You're nothing to me but baggage

Reputation Has Blunted Me

Friday, August 27, 2004

cramps cramps cramps.

It feels like my uterus is polluting my whole body. Blood shed has travelled to my mind, polluted it, left me dehydrated and weak. The tendens in my legs are stretched from dancing. They inflict pain with every step. Dancing dancing like crazy on Wednesday. Sincere because my body needed to move but every smile felt plastic. Where's the seretonin? My body is moving but my brain chemicals refuse to change this discontenment, disconcernment, detachement that has been pulling me and pushing me for so long. I want my body to be stretched far and wide, all over the map. But it can't. Everything seems so scattered, so energy required and high-speed chase and at the end of the day i'm too weak, i'm too scared, I feel 5 years old. The components of my contentment seem so superficial but when have I ever been not fucking superficial? I can only unweave this tangled mess of disappointment thread by thread. Learn how to enjoy simple things: a hot day, a genuine customer, a compliment. But I can't do that when I feel like I can't get anything right. I've failed failed failed and I hate hate hate myself for it. Fuck, I can't even move out properly. What makes me smile is how i'm the 'together' girl, the advice supplier to my drunk friends who hate themselves for their ability to love other people and forgive over and over. I'm the bitch who nags about not having a job, going nowhere when in all honesty, i'm scared to fucking death of my potential failure. I'm the person who greedily steals the conversation by diverting it to my problems. I analyze a boyfriend's email intentions when my love life is a event of scandelous flings because i'm shallow, i'm too scared to care about anyone so. Australia, Britian, the fucking television is where I concentrate on crushes instead of opening my eyes to Nova Scotia. Oh yea, i'm too good for Nova Scotia. And loving someone here is aknowledging that, my attitude of superiority which seems almost innate, exists. It confines me, stuffs me in a room of people that appaul me. Diverts possibility to permanent placement. I don't' want anything to chain me to this place, these stripmalls, tanning beds and industrial wastelands. I'm scared of change but more of consistency. Here is my failure, and I have done so until i'm gone.

3 Comments:

  • At 6:03 PM, Blogger Big Nikki said…

    sarah you're not a failure.
    here is all the things you are to me:
    beautiful, one of my best and longest dartmouth friends, loyal, fun, someone i can always rely on, no matter how much time has passed or how much i haven't been there for you,stylish, among so many other things...you do console us drunken heart broken silly girls and you will get out of here...no matter where you end up or what you do i know that there is something amazing and wonderful and better than this that is just waiting to find you...you have a will and you'll find a way, as they say.
    i love you bitch.

     
  • At 6:41 PM, Anonymous Anonymous said…

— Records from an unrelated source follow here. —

//! Immutable JSON value tree with structural sharing.
//!
//! A [`JsonValue`] is never edited in place. Containers hold their children
//! behind an [`Arc`], so cloning any value is O(1) and a "modified" container
//! is a fresh allocation whose untouched children are the same `Arc`s as in
//! the input. The structural helpers at the bottom of this module
//! (`with_member`, `with_element_inserted`, ...) are the only way the pointer
//! engine produces new containers.
//!
//! Objects are stored as `Vec<(String, JsonValue)>` in insertion order. Keys
//! are unique within one object.

use serde::de::{Deserialize, Deserializer};
use serde::ser::{Serialize, SerializeMap, SerializeSeq, Serializer};
use serde_json::{Map, Number, Value};
use std::fmt;
use std::sync::Arc;

/// Object members in insertion order.
pub type Members = Vec<(String, JsonValue)>;

/// A JSON document node.
#[derive(Debug, Clone, Default)]
pub enum JsonValue {
    #[default]
    Null,
    Bool(bool),
    Number(Number),
    String(Arc<str>),
    Array(Arc<Vec<JsonValue>>),
    /// Key-value pairs in insertion order.
    Object(Arc<Members>),
}

/// The six JSON node kinds.
#[derive(Debug, Clone, Copy, PartialEq, Eq, Hash)]
pub enum ValueKind {
    Null,
    Boolean,
    Number,
    String,
    Array,
    Object,
}

impl fmt::Display for ValueKind {
    fn fmt(&self, f: &mut fmt::Formatter<'_>) -> fmt::Result {
        let s = match self {
            ValueKind::Null => "null",
            ValueKind::Boolean => "boolean",
            ValueKind::Number => "number",
            ValueKind::String => "string",
            ValueKind::Array => "array",
            ValueKind::Object => "object",
        };
        f.write_str(s)
    }
}

impl JsonValue {
    /// Build an array from its elements.
    pub fn array<I>(items: I) -> Self
    where
        I: IntoIterator<Item = JsonValue>,
    {
        JsonValue::Array(Arc::new(items.into_iter().collect()))
    }

    /// Build an object from key-value pairs.
    ///
    /// A repeated key overwrites the earlier value but keeps the position
    /// where the key first appeared.
    pub fn object<I, K>(members: I) -> Self
    where
        I: IntoIterator<Item = (K, JsonValue)>,
        K: Into<String>,
    {
        let mut out: Members = Vec::new();
        for (key, value) in members {
            let key = key.into();
            match out.iter_mut().find(|(k, _)| *k == key) {
                Some(slot) => slot.1 = value,
                None => out.push((key, value)),
            }
        }
        JsonValue::Object(Arc::new(out))
    }

    pub fn kind(&self) -> ValueKind {
        match self {
            JsonValue::Null => ValueKind::Null,
            JsonValue::Bool(_) => ValueKind::Boolean,
            JsonValue::Number(_) => ValueKind::Number,
            JsonValue::String(_) => ValueKind::String,
            JsonValue::Array(_) => ValueKind::Array,
            JsonValue::Object(_) => ValueKind::Object,
        }
    }

    /// True for arrays and objects.
    pub fn is_container(&self) -> bool {
        matches!(self, JsonValue::Array(_) | JsonValue::Object(_))
    }

    pub fn is_null(&self) -> bool {
        matches!(self, JsonValue::Null)
    }

    pub fn as_bool(&self) -> Option<bool> {
        match self {
            JsonValue::Bool(b) => Some(*b),
            _ => None,
        }
    }

    pub fn as_number(&self) -> Option<&Number> {
        match self {
            JsonValue::Number(n) => Some(n),
            _ => None,
        }
    }

    pub fn as_str(&self) -> Option<&str> {
        match self {
            JsonValue::String(s) => Some(s.as_ref()),
            _ => None,
        }
    }

    pub fn as_array(&self) -> Option<&[JsonValue]> {
        match self {
            JsonValue::Array(items) => Some(items.as_slice()),
            _ => None,
        }
    }

    pub fn as_object(&self) -> Option<&[(String, JsonValue)]> {
        match self {
            JsonValue::Object(members) => Some(members.as_slice()),
            _ => None,
        }
    }

    /// Look up an object member. `None` for missing keys and non-objects.
    pub fn member(&self, key: &str) -> Option<&JsonValue> {
        self.as_object().and_then(|members| lookup(members, key))
    }

    /// Look up an array element. `None` when out of bounds or not an array.
    pub fn element(&self, index: usize) -> Option<&JsonValue> {
        self.as_array().and_then(|items| items.get(index))
    }

    /// Number of children of a container; scalars have none.
    pub fn len(&self) -> usize {
        match self {
            JsonValue::Array(items) => items.len(),
            JsonValue::Object(members) => members.len(),
            _ => 0,
        }
    }

    pub fn is_empty(&self) -> bool {
        self.len() == 0
    }
}

/// Whether two values are backed by the same allocation.
///
/// Only strings and containers are heap-backed; other kinds never share.
pub fn shares_structure(a: &JsonValue, b: &JsonValue) -> bool {
    match (a, b) {
        (JsonValue::String(x), JsonValue::String(y)) => Arc::ptr_eq(x, y),
        (JsonValue::Array(x), JsonValue::Array(y)) => Arc::ptr_eq(x, y),
        (JsonValue::Object(x), JsonValue::Object(y)) => Arc::ptr_eq(x, y),
        _ => false,
    }
}

pub(crate) fn lookup<'a>(members: &'a [(String, JsonValue)], key: &str) -> Option<&'a JsonValue> {
    members.iter().find(|(k, _)| k == key).map(|(_, v)| v)
}

// ----------------------------------------------------------------------------
// Structural updates
// ----------------------------------------------------------------------------

/// New object with `key` set to `value`.
///
/// An existing key keeps its position; a new key is appended.
pub fn with_member(members: &[(String, JsonValue)], key: &str, value: JsonValue) -> JsonValue {
    let mut out = members.to_vec();
    match out.iter_mut().find(|(k, _)| k == key) {
        Some(slot) => slot.1 = value,
        None => out.push((key.to_string(), value)),
    }
    JsonValue::Object(Arc::new(out))
}

/// New object without `key`. Remaining members keep their order.
pub fn without_member(members: &[(String, JsonValue)], key: &str) -> JsonValue {
    JsonValue::Object(Arc::new(
        members.iter().filter(|(k, _)| k != key).cloned().collect(),
    ))
}

/// New array with `value` inserted before `index`.
///
/// # Panics
///
/// Panics if `index > items.len()`.
pub fn with_element_inserted(items: &[JsonValue], index: usize, value: JsonValue) -> JsonValue {
    let mut out = Vec::with_capacity(items.len() + 1);
    out.extend_from_slice(&items[..index]);
    out.push(value);
    out.extend_from_slice(&items[index..]);
    JsonValue::Array(Arc::new(out))
}

/// New array with the element at `index` overwritten.
///
/// # Panics
///
/// Panics if `index >= items.len()`.
pub fn with_element_replaced(items: &[JsonValue], index: usize, value: JsonValue) -> JsonValue {
    let mut out = items.to_vec();
    out[index] = value;
    JsonValue::Array(Arc::new(out))
}

/// New array with the element at `index` removed.
///
/// # Panics
///
/// Panics if `index >= items.len()`.
pub fn with_element_removed(items: &[JsonValue], index: usize) -> JsonValue {
    let mut out = items.to_vec();
    out.remove(index);
    JsonValue::Array(Arc::new(out))
}

// ----------------------------------------------------------------------------
// Equality
// ----------------------------------------------------------------------------

/// Arrays compare element-wise in order; objects compare as unordered maps.
impl PartialEq for JsonValue {
    fn eq(&self, other: &Self) -> bool {
        match (self, other) {
            (JsonValue::Null, JsonValue::Null) => true,
            (JsonValue::Bool(a), JsonValue::Bool(b)) => a == b,
            (JsonValue::Number(a), JsonValue::Number(b)) => a == b,
            (JsonValue::String(a), JsonValue::String(b)) => a == b,
            (JsonValue::Array(a), JsonValue::Array(b)) => Arc::ptr_eq(a, b) || a == b,
            (JsonValue::Object(a), JsonValue::Object(b)) => {
                Arc::ptr_eq(a, b)
                    || (a.len() == b.len() && a.iter().all(|(k, v)| lookup(b, k) == Some(v)))
            }
            _ => false,
        }
    }
}

// ----------------------------------------------------------------------------
// Conversions
// ----------------------------------------------------------------------------

impl From<Value> for JsonValue {
    fn from(value: Value) -> Self {
        match value {
            Value::Null => JsonValue::Null,
            Value::Bool(b) => JsonValue::Bool(b),
            Value::Number(n) => JsonValue::Number(n),
            Value::String(s) => JsonValue::String(s.into()),
            Value::Array(items) => JsonValue::array(items.into_iter().map(JsonValue::from)),
            // serde_json maps already have unique keys, so skip the dedup in `object`.
            Value::Object(map) => JsonValue::Object(Arc::new(
                map.into_iter().map(|(k, v)| (k, JsonValue::from(v))).collect(),
            )),
        }
    }
}

impl From<&JsonValue> for Value {
    fn from(value: &JsonValue) -> Self {
        match value {
            JsonValue::Null => Value::Null,
            JsonValue::Bool(b) => Value::Bool(*b),
            JsonValue::Number(n) => Value::Number(n.clone()),
            JsonValue::String(s) => Value::String(s.to_string()),
            JsonValue::Array(items) => Value::Array(items.iter().map(Value::from).collect()),
            JsonValue::Object(members) => {
                let mut map = Map::with_capacity(members.len());
                for (k, v) in members.iter() {
                    map.insert(k.clone(), Value::from(v));
                }
                Value::Object(map)
            }
        }
    }
}

impl From<JsonValue> for Value {
    fn from(value: JsonValue) -> Self {
        Value::from(&value)
    }
}

impl From<bool> for JsonValue {
    fn from(b: bool) -> Self {
        JsonValue::Bool(b)
    }
}

impl From<i64> for JsonValue {
    fn from(n: i64) -> Self {
        JsonValue::Number(n.into())
    }
}

impl From<u64> for JsonValue {
    fn from(n: u64) -> Self {
        JsonValue::Number(n.into())
    }
}

/// Non-finite floats have no JSON representation and become `null`.
impl From<f64> for JsonValue {
    fn from(f: f64) -> Self {
        Number::from_f64(f)
            .map(JsonValue::Number)
            .unwrap_or(JsonValue::Null)
    }
}

impl From<&str> for JsonValue {
    fn from(s: &str) -> Self {
        JsonValue::String(Arc::from(s))
    }
}

impl From<String> for JsonValue {
    fn from(s: String) -> Self {
        JsonValue::String(s.into())
    }
}

impl Serialize for JsonValue {
    fn serialize<S>(&self, serializer: S) -> Result<S::Ok, S::Error>
    where
        S: Serializer,
    {
        match self {
            JsonValue::Null => serializer.serialize_unit(),
            JsonValue::Bool(b) => serializer.serialize_bool(*b),
            JsonValue::Number(n) => n.serialize(serializer),
            JsonValue::String(s) => serializer.serialize_str(s),
            JsonValue::Array(items) => {
                let mut seq = serializer.serialize_seq(Some(items.len()))?;
                for item in items.iter() {
                    seq.serialize_element(item)?;
                }
                seq.end()
            }
            JsonValue::Object(members) => {
                let mut map = serializer.serialize_map(Some(members.len()))?;
                for (k, v) in members.iter() {
                    map.serialize_entry(k, v)?;
                }
                map.end()
            }
        }
    }
}

impl<'de> Deserialize<'de> for JsonValue {
    fn deserialize<D>(deserializer: D) -> Result<Self, D::Error>
    where
        D: Deserializer<'de>,
    {
        Value::deserialize(deserializer).map(JsonValue::from)
    }
}

/// Compact JSON text; the alternate flag (`{:#}`) pretty-prints.
impl fmt::Display for JsonValue {
    fn fmt(&self, f: &mut fmt::Formatter<'_>) -> fmt::Result {
        let text = match f.alternate() {
            true => serde_json::to_string_pretty(self),
            false => serde_json::to_string(self),
        };
        f.write_str(&text.map_err(|_| fmt::Error)?)
    }
}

    i'll write you a real email later.
    this one's just to say "me too" to a lot of that.
    i can see our shared history so clearly in that rant.
    i'd say "no you're not" and "don't beat yourself up" but i think your truly honest sort of self reflection is ultimately very good.

    sar, i feel close to you right now but far away.
    i'll write later
    love
    jillian

     
  • At 6:24 AM, Blogger Saraiu01 said…

    aww you girls are amazing. Thank you for such warm, open responces. You girls have made my day.